Migrations transméditerranéennes et politiques migratoires : Entre incohérences et manque de coordination

Récemment, le débat sur les contrats de migration circulaire entre le Sénégal et l’Espagne a suscité de vives réactions. Bien que la crise migratoire génère des tensions, les réponses émotionnelles risquent de compliquer la situation au lieu de trouver des solutions durables. Une meilleure coordination des politiques migratoires entre les pays d’origine et de destination pourrait être plus efficace.
La migration, souvent mal comprise, est principalement interne en Afrique, et les flux migratoires africains en Europe représentent une faible proportion de l’immigration mondiale. En Europe, les migrants africains occupent généralement des emplois sous-qualifiés, et bien que leur nombre augmente, ils ne s’installent pas toujours définitivement.
Les raisons de la migration incluent des facteurs économiques, familiaux et des réseaux d’accueil dans les pays d’accueil, ce qui explique pourquoi certaines communautés migrent plus que d’autres.
La crise de l’emploi est un problème mondial, avec une baisse des emplois manufacturiers, affectant particulièrement l’Afrique où le chômage des diplômés est élevé. En Europe, l’automatisation et la robotique réduisent également les opportunités d’emploi. Cela montre que ni l’Afrique ni l’Occident n’ont une solution idéale à cette crise.

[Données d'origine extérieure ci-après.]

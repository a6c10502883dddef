//! WASM bindings for source-resolution export.

use crate::types::{to_js, transform_from_js, viewport_from_js, JsRasterImage};
use cropframe_core::export::render_checked;
use cropframe_core::{
    decode_image as core_decode, encode_jpeg as core_encode_jpeg,
    encode_png as core_encode_png, map_to_original_resolution as core_map, QualityHint,
    RasterRenderer, Rect,
};
use wasm_bindgen::prelude::*;

pub(crate) fn quality_from_bool(high_quality: bool) -> QualityHint {
    if high_quality {
        QualityHint::High
    } else {
        QualityHint::Fast
    }
}

/// Size of `selection` in source pixels under `transform`.
///
/// `selection` must be in the transform's output units. Returns
/// `{ width, height }`. Skewed, rotated or non-uniformly scaled transforms
/// are rejected.
#[wasm_bindgen]
pub fn map_to_original_resolution(selection: JsValue, transform: &[f64]) -> Result<JsValue, JsValue> {
    let selection: Rect = serde_wasm_bindgen::from_value(selection)
        .map_err(|e| JsValue::from_str(&format!("Invalid rectangle: {}", e)))?;
    let transform = transform_from_js(transform)?;
    let size = core_map(&selection, &transform).map_err(|e| JsValue::from_str(&e.to_string()))?;
    to_js(&size)
}

/// Render the on-screen `selection` of `source` at source resolution.
///
/// # Arguments
///
/// * `source` - Decoded source image
/// * `layout` - Layout snapshot the selection was measured against
/// * `selection` - Container-relative selection in rendered pixels
/// * `high_quality` - Use Lanczos3 resampling instead of bilinear
#[wasm_bindgen]
pub fn export_selection(
    source: &JsRasterImage,
    layout: JsValue,
    selection: JsValue,
    high_quality: bool,
) -> Result<JsRasterImage, JsValue> {
    let viewport = viewport_from_js(layout)?;
    let selection: Rect = serde_wasm_bindgen::from_value(selection)
        .map_err(|e| JsValue::from_str(&format!("Invalid rectangle: {}", e)))?;

    let in_layout_units = selection.scaled(1.0 / viewport.render_scale);
    let target = core_map(&in_layout_units, &viewport.transform)
        .map_err(|e| JsValue::from_str(&e.to_string()))?;

    let renderer = RasterRenderer::new(source.to_raster()?);
    let image = render_checked(
        &renderer,
        &selection,
        &viewport,
        target,
        quality_from_bool(high_quality),
    )
    .map_err(|e| JsValue::from_str(&e.to_string()))?;
    Ok(JsRasterImage::from_raster(image))
}

/// Decode JPEG or PNG bytes into an RGB image for export.
///
/// # Example (TypeScript)
///
/// ```typescript
/// const source = decode_image(new Uint8Array(await file.arrayBuffer()));
/// const crop = session.export(source, true);
/// const jpeg = encode_jpeg(crop, 90);
/// ```
#[wasm_bindgen]
pub fn decode_image(bytes: &[u8]) -> Result<JsRasterImage, JsValue> {
    core_decode(bytes)
        .map(JsRasterImage::from_raster)
        .map_err(|e| JsValue::from_str(&e.to_string()))
}

/// Encode an exported image as JPEG. `quality` is clamped to 1-100.
#[wasm_bindgen]
pub fn encode_jpeg(image: &JsRasterImage, quality: u8) -> Result<Vec<u8>, JsValue> {
    core_encode_jpeg(&image.to_raster()?, quality).map_err(|e| JsValue::from_str(&e.to_string()))
}

/// Encode an exported image as PNG.
#[wasm_bindgen]
pub fn encode_png(image: &JsRasterImage) -> Result<Vec<u8>, JsValue> {
    core_encode_png(&image.to_raster()?).map_err(|e| JsValue::from_str(&e.to_string()))
}

#[cfg(test)]
mod tests {
    use super::*;

    #[test]
    fn test_quality_from_bool() {
        assert_eq!(quality_from_bool(true), QualityHint::High);
        assert_eq!(quality_from_bool(false), QualityHint::Fast);
    }
}

/// WASM-specific tests that require JsValue.
#[cfg(all(test, target_arch = "wasm32"))]
mod wasm_tests {
    use super::*;
    use crate::types::LayoutSnapshot;
    use cropframe_core::{LayoutBox, OutputSize};
    use wasm_bindgen_test::*;

    wasm_bindgen_test_configure!(run_in_browser);

    #[wasm_bindgen_test]
    fn test_map_zoomed_selection() {
        let selection = serde_wasm_bindgen::to_value(&Rect::new(0.0, 0.0, 300.0, 200.0)).unwrap();
        let value = map_to_original_resolution(selection, &[2.0, 0.0, 0.0, 2.0, -300.0, -100.0]).unwrap();
        let size: OutputSize = serde_wasm_bindgen::from_value(value).unwrap();
        assert_eq!(size, OutputSize::new(150, 100));
    }

    #[wasm_bindgen_test]
    fn test_map_rejects_rotation() {
        let selection = serde_wasm_bindgen::to_value(&Rect::new(0.0, 0.0, 100.0, 100.0)).unwrap();
        let angle: f64 = 0.3;
        let rotated = [angle.cos(), angle.sin(), -angle.sin(), angle.cos(), 0.0, 0.0];
        assert!(map_to_original_resolution(selection, &rotated).is_err());
    }

    #[wasm_bindgen_test]
    fn test_export_selection_size() {
        let source = JsRasterImage::new(400, 400, vec![70u8; 400 * 400 * 3]);
        let layout = serde_wasm_bindgen::to_value(&LayoutSnapshot {
            image_box: Some(LayoutBox::new(100.0, 50.0, 400.0, 400.0)),
            container_box: Some(LayoutBox::new(0.0, 0.0, 600.0, 600.0)),
            container_layout_size: None,
            transform: Some([1.0, 0.0, 0.0, 1.0, 100.0, 50.0]),
        })
        .unwrap();
        let selection = serde_wasm_bindgen::to_value(&Rect::new(200.0, 150.0, 200.0, 200.0)).unwrap();

        let image = export_selection(&source, layout, selection, false).unwrap();
        assert_eq!((image.width(), image.height()), (200, 200));

        let jpeg = encode_jpeg(&image, 85).unwrap();
        let decoded = decode_image(&jpeg).unwrap();
        assert_eq!((decoded.width(), decoded.height()), (200, 200));
    }

    #[wasm_bindgen_test]
    fn test_decode_garbage_is_an_error() {
        assert!(decode_image(&[1, 2, 3]).is_err());
    }
}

Le débat autour des contrats saisonniers espagnols met en lumière la faiblesse des politiques migratoires, tant en Europe qu’en Afrique. Les gouvernements européens imposent des restrictions, tandis que les pays africains espèrent des emplois pour leurs jeunes, mais cela semble peu réaliste face aux défis économiques. Une coopération plus coordonnée entre les deux continents pourrait offrir une solution mutuellement bénéfique, incluant une meilleure gestion des frontières et des efforts pour sécuriser les routes transsahariennes, et un soutien à la création d’emplois de qualité en Afrique.